Most of the time when you are trying to survive a spell-heavy enemy, you are solving one half of the problem at a time—either you build magic resistance so spells hurt you less, or you hope to kill the caster before they fire. Mage Slayer solves both simultaneously and then adds a third thing on top: every time you attack the enemy caster, their spells get 40% weaker for 3 seconds, meaning your whole team benefits from the debuff, not just you.
That 40% spell damage reduction on the target is the number that defines the item and the number most people underestimate. Let us actually do the math. A hero with base 25% magic resistance already reduces a 1000-damage nuke to 750. You hit that hero with Mage Slayer, and now your own 18% magic resistance stacks on top, while their outgoing spell damage drops 40%. That 1000-damage nuke is now dealing roughly 360 damage to you instead of 750. You have more than halved their primary offensive output by right-clicking them once. That is not a small thing—that is the difference between a Leshrac being dangerous and a Leshrac being a tickle machine for 3 seconds, and if you keep attacking, you keep refreshing that debuff indefinitely.

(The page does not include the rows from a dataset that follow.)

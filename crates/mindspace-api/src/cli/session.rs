//! Session commands: `whoami`, `logout`, and profile hydration shared with
//! the login and dashboard views.

use console::style;
use dialoguer::Confirm;
use tracing::warn;

use mindspace_core::chat::dashboard::load_profile;
use mindspace_types::identity::{Identity, ProfileRecord};

use crate::state::AppState;

/// Fetch the profile record for the current session and attach it.
///
/// Returns `None` when signed out, when the profile store is not configured,
/// or when the record is missing or unreadable.
pub async fn hydrate_profile(state: &mut AppState) -> Option<ProfileRecord> {
    let user_id = state.session.current()?.user_id().clone();
    let store = match state.profile_store() {
        Ok(store) => store,
        Err(e) => {
            warn!(error = %e, "Profile store not configured, skipping profile load");
            return None;
        }
    };
    let record = load_profile(&store, &user_id).await?;
    state.session.attach_profile(&record);
    Some(record)
}

/// Styled "signed in" card: name and email.
pub fn print_identity(identity: &Identity) {
    let name = if identity.name.is_empty() {
        identity.id.as_str()
    } else {
        identity.name.as_str()
    };
    println!();
    println!(
        "  {} Signed in as {}",
        style("✓").green().bold(),
        style(name).cyan().bold()
    );
    if !identity.email.is_empty() {
        println!("    {}", style(&identity.email).dim());
    }
    println!();
}

pub fn identity_json(identity: Option<&Identity>, user_id: &str) -> serde_json::Value {
    serde_json::json!({
        "signed_in": true,
        "id": user_id,
        "name": identity.map(|i| i.name.as_str()),
        "email": identity.map(|i| i.email.as_str()),
        "picture": identity.map(|i| i.picture_url.as_str()).filter(|p| !p.is_empty()),
    })
}

pub async fn whoami(state: &mut AppState, json: bool) -> anyhow::Result<()> {
    if state.session.current().is_none() {
        if json {
            println!("{}", serde_json::json!({ "signed_in": false }));
        } else {
            println!();
            println!(
                "  Not signed in. Run {} to sign in.",
                style("mindspace login").cyan()
            );
            println!();
        }
        return Ok(());
    }

    hydrate_profile(state).await;
    let Some(session) = state.session.current() else {
        return Ok(());
    };

    if json {
        let value = identity_json(session.identity(), session.user_id().as_str());
        println!("{}", serde_json::to_string_pretty(&value)?);
        return Ok(());
    }

    match session.identity() {
        Some(identity) => print_identity(identity),
        None => {
            println!();
            println!(
                "  {} Signed in as {}",
                style("✓").green().bold(),
                style(session.user_id()).cyan()
            );
            println!("    {}", style("Profile details unavailable").dim());
            println!();
        }
    }
    Ok(())
}

pub fn logout(state: &mut AppState, force: bool, json: bool) -> anyhow::Result<()> {
    let Some(current) = state.session.current() else {
        if json {
            println!("{}", serde_json::json!({ "signed_out": false }));
        } else {
            println!("\n  Not signed in.\n");
        }
        return Ok(());
    };

    if !force && !json {
        let confirmed = Confirm::new()
            .with_prompt(format!("Sign out {}?", current.user_id()))
            .default(true)
            .interact()?;
        if !confirmed {
            println!("  Cancelled.");
            return Ok(());
        }
    }

    let previous = state.session.logout();
    if json {
        let id = previous.as_ref().map(|s| s.user_id().as_str());
        println!("{}", serde_json::json!({ "signed_out": true, "id": id }));
    } else {
        println!();
        println!("  {} Signed out.", style("✓").green().bold());
        println!();
    }
    Ok(())
}

#[cfg(test)]
mod tests {
    use super::*;
    use mindspace_types::config::AppConfig;
    use mindspace_types::identity::UserId;
    use tempfile::tempdir;

    #[test]
    fn test_identity_json_omits_empty_picture() {
        let identity = Identity {
            id: UserId::new("1093"),
            name: "Ada".to_string(),
            email: "ada@example.com".to_string(),
            picture_url: String::new(),
        };
        let value = identity_json(Some(&identity), "1093");
        assert_eq!(value["name"], "Ada");
        assert_eq!(value["email"], "ada@example.com");
        assert!(value["picture"].is_null());
    }

    #[test]
    fn test_identity_json_without_profile() {
        let value = identity_json(None, "1093");
        assert_eq!(value["id"], "1093");
        assert!(value["name"].is_null());
    }

    #[tokio::test]
    async fn test_hydrate_without_firebase_config_is_none() {
        let dir = tempdir().unwrap();
        let mut state = AppState::with_config(dir.path(), AppConfig::default());
        state.session.login(Identity {
            id: UserId::new("1093"),
            name: String::new(),
            email: String::new(),
            picture_url: String::new(),
        });
        assert!(hydrate_profile(&mut state).await.is_none());
    }

    #[test]
    fn test_forced_logout_clears_persisted_session() {
        let dir = tempdir().unwrap();
        let mut state = AppState::with_config(dir.path(), AppConfig::default());
        state.session.login(Identity {
            id: UserId::new("1093"),
            name: "Ada".to_string(),
            email: String::new(),
            picture_url: String::new(),
        });

        logout(&mut state, true, true).unwrap();

        let reopened = AppState::with_config(dir.path(), AppConfig::default());
        assert!(reopened.session.current().is_none());
    }
}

The 7.41 rework changed the Mage Slayer debuff damage from magical to physical and simultaneously doubled the DPS from 20 to 40. This is a meaningful shift for two reasons. Physical damage is reduced by armor, which makes it slightly less effective against high-armor targets—but 40 DPS on a 3-second debuff is 120 bonus physical damage per application, and since the debuff refreshes on every attack, a hero with high attack speed is dealing a continuous stream of bonus damage on top of their normal attacks. For a hero stacking attack speed, this creates legitimate DPS pressure, not just a stat stick for the magic resistance.
When to Buy Mage Slayer?
The second or third item on right-clicking cores who are spending the majority of their mid-game fighting in close proximity to spellcasters—offlaners and melee carries, specifically. The heroes who justify Mage Slayer are the ones who are both the primary target of enemy spells AND in a position to keep attacking the caster long enough for the debuff to matter. Ember Spirit, Bristleback, Dragon Knight, Axe, Legion Commander, and Lifestealer—heroes who are planted in the middle of a fight and hitting things constantly.
The draft signal is an enemy lineup with frontline casters. This is the critical distinction that most players get wrong. Mage Slayer is not an answer to a Lina who blinks in, fires her rotation, and blinks out before you can touch her. You will apply the debuff after her damage is already dealt. Mage Slayer is an answer to Leshrac, who is running around inside your team dealing Pulse Nova damage every second; to Timbersaw, who needs to stay in the fight to use Whirling Death and Reactive Armor; to Necrophos, who stands on top of you draining your HP continuously; and to Bristleback, who is in your face the entire fight. Heroes who need sustained proximity to deal their damage and whom you can keep attacking long enough to maintain the debuff.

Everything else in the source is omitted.